Problem to solve: Copy out all lines in the data below containing the string "this".

(Records from a data source)
++++

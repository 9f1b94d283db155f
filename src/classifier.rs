//! Freshness policy: which identifiers need (re)fetching on this run.

use crate::models::{DataType, RosterEntry, Stamp, Strategy};
use crate::storage::StatusTable;
use chrono::{Duration, NaiveDateTime};

/// A success younger than this is not fetched again.
pub const FRESHNESS_WINDOW: Duration = Duration::hours(24);

#[derive(Debug, Clone, Copy, PartialEq, Eq)]
pub enum Bucket {
    Fresh,
    Expired,
    Failed,
    NeverAttempted,
}

/// The roster split into four disjoint buckets, roster order kept within each.
#[derive(Debug, Clone)]
pub struct Classification {
    pub fresh: Vec<RosterEntry>,
    pub expired: Vec<RosterEntry>,
    pub failed: Vec<RosterEntry>,
    pub never_attempted: Vec<RosterEntry>,
    /// `failed`, then `never_attempted`, then `expired`.
    pub work_list: Vec<RosterEntry>,
    pub strategy: Strategy,
}

/// Bucket for one identifier. A failed outcome wins over an unreadable
/// attempt time; a success without a parseable one counts as never attempted.
pub fn bucket_for(now: NaiveDateTime, key: &str, table: &StatusTable) -> Bucket {
    let Some(record) = table.get(key) else {
        return Bucket::NeverAttempted;
    };
    if record.process_time == Stamp::NotProcessed {
        return Bucket::NeverAttempted;
    }
    if !record.success {
        return Bucket::Failed;
    }
    let Stamp::At(process_time) = record.process_time else {
        return Bucket::NeverAttempted;
    };
    if now - process_time <= FRESHNESS_WINDOW {
        Bucket::Fresh
    } else {
        Bucket::Expired
    }
}

pub fn classify(
    now: NaiveDateTime,
    data_type: DataType,
    roster: &[RosterEntry],
    table: &StatusTable,
) -> Classification {
    let mut fresh = Vec::new();
    let mut expired = Vec::new();
    let mut failed = Vec::new();
    let mut never_attempted = Vec::new();

    for entry in roster {
        let key = data_type.filename(entry);
        let bucket = match bucket_for(now, &key, table) {
            Bucket::Fresh => &mut fresh,
            Bucket::Expired => &mut expired,
            Bucket::Failed => &mut failed,
            Bucket::NeverAttempted => &mut never_attempted,
        };
        bucket.push(entry.clone());
    }

    let work_list: Vec<RosterEntry> = failed
        .iter()
        .chain(&never_attempted)
        .chain(&expired)
        .cloned()
        .collect();

    let strategy = if table.is_empty() {
        Strategy::InitialScan
    } else if !work_list.is_empty() {
        Strategy::ReprocessNeeded
    } else {
        Strategy::UpToDate
    };

    Classification {
        fresh,
        expired,
        failed,
        never_attempted,
        work_list,
        strategy,
    }
}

++++

Reply to the exercise:
//! Freshness policy: which identifiers need (re)fetching on this run.
/// A success younger than this is not fetched again.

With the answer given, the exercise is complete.